▸ WHAT YOU SHOULD DO
Note each line in the data holding the string "StubBuilder" and report it.

+++ DATASET CONTENT +++

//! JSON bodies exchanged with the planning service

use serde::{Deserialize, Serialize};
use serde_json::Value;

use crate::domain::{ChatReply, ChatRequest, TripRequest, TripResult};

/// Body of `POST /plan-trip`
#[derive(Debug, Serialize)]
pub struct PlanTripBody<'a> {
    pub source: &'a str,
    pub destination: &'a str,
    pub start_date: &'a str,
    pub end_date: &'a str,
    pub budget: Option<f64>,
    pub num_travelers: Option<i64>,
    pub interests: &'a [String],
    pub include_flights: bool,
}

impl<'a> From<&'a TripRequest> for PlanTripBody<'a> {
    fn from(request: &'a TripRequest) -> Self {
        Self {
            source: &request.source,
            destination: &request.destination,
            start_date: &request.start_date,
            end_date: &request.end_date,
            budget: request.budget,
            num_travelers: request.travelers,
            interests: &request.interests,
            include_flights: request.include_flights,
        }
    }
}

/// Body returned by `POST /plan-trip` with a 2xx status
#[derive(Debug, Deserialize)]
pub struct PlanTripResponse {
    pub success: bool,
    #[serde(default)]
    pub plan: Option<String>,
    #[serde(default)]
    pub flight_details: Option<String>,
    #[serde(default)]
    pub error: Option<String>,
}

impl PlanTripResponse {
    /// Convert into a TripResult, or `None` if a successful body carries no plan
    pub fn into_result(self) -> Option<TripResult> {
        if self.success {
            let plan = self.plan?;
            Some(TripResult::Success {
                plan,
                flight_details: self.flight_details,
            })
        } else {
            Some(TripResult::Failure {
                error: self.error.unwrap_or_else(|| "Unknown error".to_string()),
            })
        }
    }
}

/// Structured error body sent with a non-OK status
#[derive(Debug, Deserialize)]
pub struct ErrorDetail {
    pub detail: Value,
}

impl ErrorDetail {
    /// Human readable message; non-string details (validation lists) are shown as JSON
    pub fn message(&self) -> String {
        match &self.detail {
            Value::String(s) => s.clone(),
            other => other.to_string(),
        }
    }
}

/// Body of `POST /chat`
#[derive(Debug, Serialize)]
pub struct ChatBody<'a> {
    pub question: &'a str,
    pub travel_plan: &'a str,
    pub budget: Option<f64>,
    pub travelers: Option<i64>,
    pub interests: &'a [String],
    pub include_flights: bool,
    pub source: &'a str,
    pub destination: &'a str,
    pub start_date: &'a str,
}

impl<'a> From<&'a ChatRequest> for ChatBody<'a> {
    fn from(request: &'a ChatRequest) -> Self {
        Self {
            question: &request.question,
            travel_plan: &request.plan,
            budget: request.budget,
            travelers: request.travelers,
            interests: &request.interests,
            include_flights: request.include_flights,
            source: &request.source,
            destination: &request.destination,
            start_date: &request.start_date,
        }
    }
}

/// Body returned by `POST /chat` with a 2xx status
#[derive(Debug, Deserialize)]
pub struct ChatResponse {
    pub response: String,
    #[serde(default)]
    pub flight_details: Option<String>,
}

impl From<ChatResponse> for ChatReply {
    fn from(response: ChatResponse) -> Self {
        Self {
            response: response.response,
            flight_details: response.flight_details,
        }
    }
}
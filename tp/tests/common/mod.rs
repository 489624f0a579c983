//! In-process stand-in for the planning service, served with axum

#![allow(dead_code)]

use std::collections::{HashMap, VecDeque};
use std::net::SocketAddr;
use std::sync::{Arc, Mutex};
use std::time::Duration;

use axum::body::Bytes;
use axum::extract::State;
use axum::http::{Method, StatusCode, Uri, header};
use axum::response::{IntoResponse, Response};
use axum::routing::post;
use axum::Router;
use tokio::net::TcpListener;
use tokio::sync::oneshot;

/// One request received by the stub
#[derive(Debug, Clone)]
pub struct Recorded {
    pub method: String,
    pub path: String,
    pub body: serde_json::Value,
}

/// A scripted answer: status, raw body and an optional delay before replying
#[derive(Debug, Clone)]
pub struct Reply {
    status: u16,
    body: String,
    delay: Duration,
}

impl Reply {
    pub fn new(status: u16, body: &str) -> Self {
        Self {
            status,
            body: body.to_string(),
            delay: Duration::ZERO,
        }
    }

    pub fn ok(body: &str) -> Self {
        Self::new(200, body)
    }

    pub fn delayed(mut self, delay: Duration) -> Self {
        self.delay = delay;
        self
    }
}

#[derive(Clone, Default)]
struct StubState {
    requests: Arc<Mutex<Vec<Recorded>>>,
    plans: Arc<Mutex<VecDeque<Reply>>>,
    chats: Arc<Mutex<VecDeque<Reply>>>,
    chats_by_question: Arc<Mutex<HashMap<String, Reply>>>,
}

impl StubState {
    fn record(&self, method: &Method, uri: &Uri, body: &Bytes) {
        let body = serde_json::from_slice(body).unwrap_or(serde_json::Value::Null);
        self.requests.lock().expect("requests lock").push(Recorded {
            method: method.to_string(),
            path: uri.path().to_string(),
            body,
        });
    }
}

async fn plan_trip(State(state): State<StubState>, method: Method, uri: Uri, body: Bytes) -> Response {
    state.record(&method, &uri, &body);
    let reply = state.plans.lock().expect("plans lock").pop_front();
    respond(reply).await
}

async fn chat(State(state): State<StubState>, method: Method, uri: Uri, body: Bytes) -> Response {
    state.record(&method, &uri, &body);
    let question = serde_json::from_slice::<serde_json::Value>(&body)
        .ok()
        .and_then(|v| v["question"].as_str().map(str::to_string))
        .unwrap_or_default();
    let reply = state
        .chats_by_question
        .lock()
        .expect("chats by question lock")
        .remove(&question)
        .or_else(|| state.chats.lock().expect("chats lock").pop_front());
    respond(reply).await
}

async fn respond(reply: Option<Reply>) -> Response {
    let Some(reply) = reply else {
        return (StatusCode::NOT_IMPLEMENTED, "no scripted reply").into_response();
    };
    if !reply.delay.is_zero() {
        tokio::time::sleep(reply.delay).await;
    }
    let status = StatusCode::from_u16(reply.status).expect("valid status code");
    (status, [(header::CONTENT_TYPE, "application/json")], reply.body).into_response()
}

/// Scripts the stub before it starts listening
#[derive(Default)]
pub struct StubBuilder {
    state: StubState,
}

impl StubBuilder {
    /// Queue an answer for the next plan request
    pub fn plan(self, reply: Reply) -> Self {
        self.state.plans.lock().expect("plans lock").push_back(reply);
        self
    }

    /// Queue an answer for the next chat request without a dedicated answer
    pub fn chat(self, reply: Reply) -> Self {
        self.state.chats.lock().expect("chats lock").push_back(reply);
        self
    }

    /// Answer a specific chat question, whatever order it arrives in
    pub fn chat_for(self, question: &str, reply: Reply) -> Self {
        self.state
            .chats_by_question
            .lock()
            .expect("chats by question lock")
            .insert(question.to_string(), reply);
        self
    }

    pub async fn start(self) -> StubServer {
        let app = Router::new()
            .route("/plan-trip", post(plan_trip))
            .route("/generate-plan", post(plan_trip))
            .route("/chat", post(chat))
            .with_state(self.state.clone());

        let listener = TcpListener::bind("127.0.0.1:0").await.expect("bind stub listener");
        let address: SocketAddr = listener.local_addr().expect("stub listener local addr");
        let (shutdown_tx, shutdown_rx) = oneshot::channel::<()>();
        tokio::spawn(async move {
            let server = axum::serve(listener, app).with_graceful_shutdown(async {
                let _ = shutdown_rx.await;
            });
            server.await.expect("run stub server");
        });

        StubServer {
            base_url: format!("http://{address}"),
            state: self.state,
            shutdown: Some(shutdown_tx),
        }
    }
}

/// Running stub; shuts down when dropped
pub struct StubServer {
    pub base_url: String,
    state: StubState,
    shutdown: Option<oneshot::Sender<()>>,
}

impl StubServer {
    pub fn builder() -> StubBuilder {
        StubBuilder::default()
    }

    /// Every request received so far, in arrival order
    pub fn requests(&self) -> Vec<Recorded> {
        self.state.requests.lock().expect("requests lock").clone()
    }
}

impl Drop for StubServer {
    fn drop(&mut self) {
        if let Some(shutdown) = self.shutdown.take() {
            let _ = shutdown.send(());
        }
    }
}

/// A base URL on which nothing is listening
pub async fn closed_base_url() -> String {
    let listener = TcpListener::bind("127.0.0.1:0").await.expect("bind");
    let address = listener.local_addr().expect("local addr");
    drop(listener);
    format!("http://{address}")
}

+++

▸ SOLUTION TO THE EXERCISE
pub struct StubBuilder {
impl StubBuilder {
    pub fn builder() -> StubBuilder {
        StubBuilder::default()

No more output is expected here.